Pada masa itu wilayah Palestina ada dalam kekuasaan Byzantium di bawah pemerintahan Kaisar Anastasius (Flavius Anastasius Dicorus Augustus, 431-518). Di lain sisi saat itu juga muncul ajaran Eutychius dan Severus tentang monofisit. Celakanya adalah sang Kaisar menerima pengajaran dari Eutychius tersebut sehingga muncullah babak penganiayaan terhadap Gereja Orthodox di masa itu. Bapak Theodosius dengan tekad bulat meski dengan resiko apapun tetap kokoh memegang ajaran Orthodox sesuai dengan hasil empat konsili sebelumnya, dengan demikian biara beliau tetap di bawah ajaran Orthodox. Ketika penganiayaan makin menjadi-jadi dan Gereja mulai dikuasai pengikut monofisit, beliau tidak tinggal diam. Beliau meninggalkan biara dan menuju Yerusalem, di Gereja di tempat yang agak tinggi beliau berteriak "Barangsiapa yang tidak menerima keempat konsili, biarlah dia dianathema". Maka oleh karena perbuatan beliau, dijebloskanlah beliau di penjara. Sekitar tahun 518 setelah Kaisar Anastasius meninggal beliau baru dibebaskan dari penjara.
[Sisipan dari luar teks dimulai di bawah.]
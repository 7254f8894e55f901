// Prompt composer - folds the request's behavioral modifiers into a
// system directive plus user content. Pure: same request and descriptor,
// same prompt.

use super::registry::ProviderDescriptor;
use super::types::{ComposedPrompt, ContentKind, GenerationRequest, Payload, Role};

const BASE_DIRECTIVE: &str = "You are an adaptive RPG AI capable of playing both as a Dungeon Master and as a Player character. \
Respond appropriately based on the role specified in the prompt. \
Keep your responses concise and relevant to the game context.";

const NARRATOR_STRUCTURED: &str = " Respond in JSON format, with the following keys: 'role', 'content', 'options' (for multiple choice questions or actions). \
e.g. { 'role': 'Dungeon Master', 'content': 'Story content', 'options': ['Option 1', 'Option 2', ...] }.";

const NARRATOR_PLAIN: &str = " You are the Dungeon Master. Narrate what happens next in plain prose, \
then end your turn by listing the choices the players have.";

const CHARACTER: &str = " You are a Player character. Answer in the first person with what your character says and does.";

const SAFETY_BLOCK: &str = " As this is a game for children, ensure all content is family-friendly and appropriate for young audiences. \
Avoid any scary, violent, or adult themes. Focus on positive, educational, and fun experiences. \
Use simple language and explain any complex concepts. Encourage teamwork, problem-solving, and creativity. \
Make sure all characters and situations are suitable for children. \
Keep the game light-hearted and engaging, with a focus on exploration and discovery. \
Use positive reinforcement and encouragement to motivate players. \
Use short sentences and simple words to make the game easy to understand. \
Encourage players to use their imagination and creativity to solve problems. \
Use icons when it makes sense to help players understand the game.";

const IMAGE_BASE: &str = "You write prompts for an image generator. Describe a single illustration of the scene below: \
the setting, the characters present and what they are doing, the lighting and the mood. \
Use one short paragraph of concrete visual details and no dialogue.";

const IMAGE_SAFETY_BLOCK: &str = " The illustration is for children: keep it friendly and bright, \
with no blood, weapons in use, frightening creatures or adult content.";

/// Negatives sent with every local diffusion request
pub const QUALITY_NEGATIVES: &str = "bad quality, worse quality, blurry, deformed, watermark, text";

/// Extra negatives when the audience is children
pub const SAFETY_NEGATIVES: &str = "gore, blood, violence, nudity, horror, scary";

/// Builds provider prompts from requests
#[derive(Debug, Clone, Copy, Default)]
pub struct PromptComposer;

impl PromptComposer {
    pub fn new() -> Self {
        Self
    }

    pub fn compose(&self, request: &GenerationRequest, descriptor: &ProviderDescriptor) -> ComposedPrompt {
        let kind = request.content_kind;
        let mut directive = match kind {
            ContentKind::Text => BASE_DIRECTIVE.to_string(),
            ContentKind::Image => IMAGE_BASE.to_string(),
            ContentKind::SpeechSynthesis | ContentKind::SpeechRecognition => String::new(),
        };

        if kind == ContentKind::Text {
            directive.push_str(match request.role {
                Role::Narrator if descriptor.structured_output => NARRATOR_STRUCTURED,
                Role::Narrator => NARRATOR_PLAIN,
                Role::Character => CHARACTER,
            });
        }

        if request.safety_mode {
            match kind {
                ContentKind::Text => directive.push_str(SAFETY_BLOCK),
                ContentKind::Image => directive.push_str(IMAGE_SAFETY_BLOCK),
                _ => {}
            }
        }

        if let Some(language) = request.language() {
            directive.push_str(&format!("\nRespond in language ({}).", language));
        }

        if kind == ContentKind::Image {
            if let Some(style) = request.style() {
                directive.push_str(&format!(" Render the scene in a {} style.", style));
            }
            if let Some(theme) = request.theme() {
                directive.push_str(&format!(
                    " Keep the imagery consistent with the {} theme of the adventure.",
                    theme
                ));
            }
        }

        let directive = directive.trim_start().to_string();
        ComposedPrompt::new(directive, user_content(request))
    }

    /// Negative prompt for local diffusion
    pub fn negative_prompt(&self, request: &GenerationRequest) -> String {
        if request.safety_mode {
            format!("{}, {}", QUALITY_NEGATIVES, SAFETY_NEGATIVES)
        } else {
            QUALITY_NEGATIVES.to_string()
        }
    }
}

fn user_content(request: &GenerationRequest) -> String {
    match (&request.payload, request.content_kind) {
        (Payload::Prompt { text }, _) => text.trim().to_string(),
        (Payload::Scene { context, action }, ContentKind::Image) => {
            let context = context.trim();
            if context.is_empty() {
                format!("Illustrate this moment: {}", action.trim())
            } else {
                format!("Story so far:\n{}\n\nIllustrate this moment: {}", context, action.trim())
            }
        }
        (Payload::Scene { context, action }, _) => {
            let context = context.trim();
            let mut content = String::new();
            if !context.is_empty() {
                content.push_str(context);
                content.push('\n');
            }
            content.push_str(action.trim());
            content.push_str(&format!("\n\nAs the {}, respond to this:", request.role.speaker()));
            content
        }
        (Payload::Audio { .. }, _) => String::new(),
    }
}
Beliau meninggal di usia yang sangat tua yaitu 105 tahun. Sebelum meninggal beliau sempat mengundang tiga Uskup datang ke biara beliau, serta memberitahukan beberapa hari lagi beliau akan berpulang kepada Allah, dan tiga hari setelahnya meninggallah beliau. Selama hidup beliau adalah pembela Iman Orthodox dan pelaku mujizat yang sangat dikagumi dan disayangi oleh banyak orang. Banyak orang yang telah disembuhkan dari penyakit, menyelamatkan orang-orang terluka dari kematian, memberi petunjuk untuk menemukan orang-orang hilang ataupun tersesat, dan banyak keajaiban-keajaiban yang beliau perbuat yang telah menyelamatkan banyak orang. Beliau dimakamkan di gua di mana pertama kali beliau memulai kehidupan asketisnya. Biara yang beliau dirikan dikenal dengan nama Biara Santo Theodosius (Monastery of Saint Theodosius the Cenobiarch).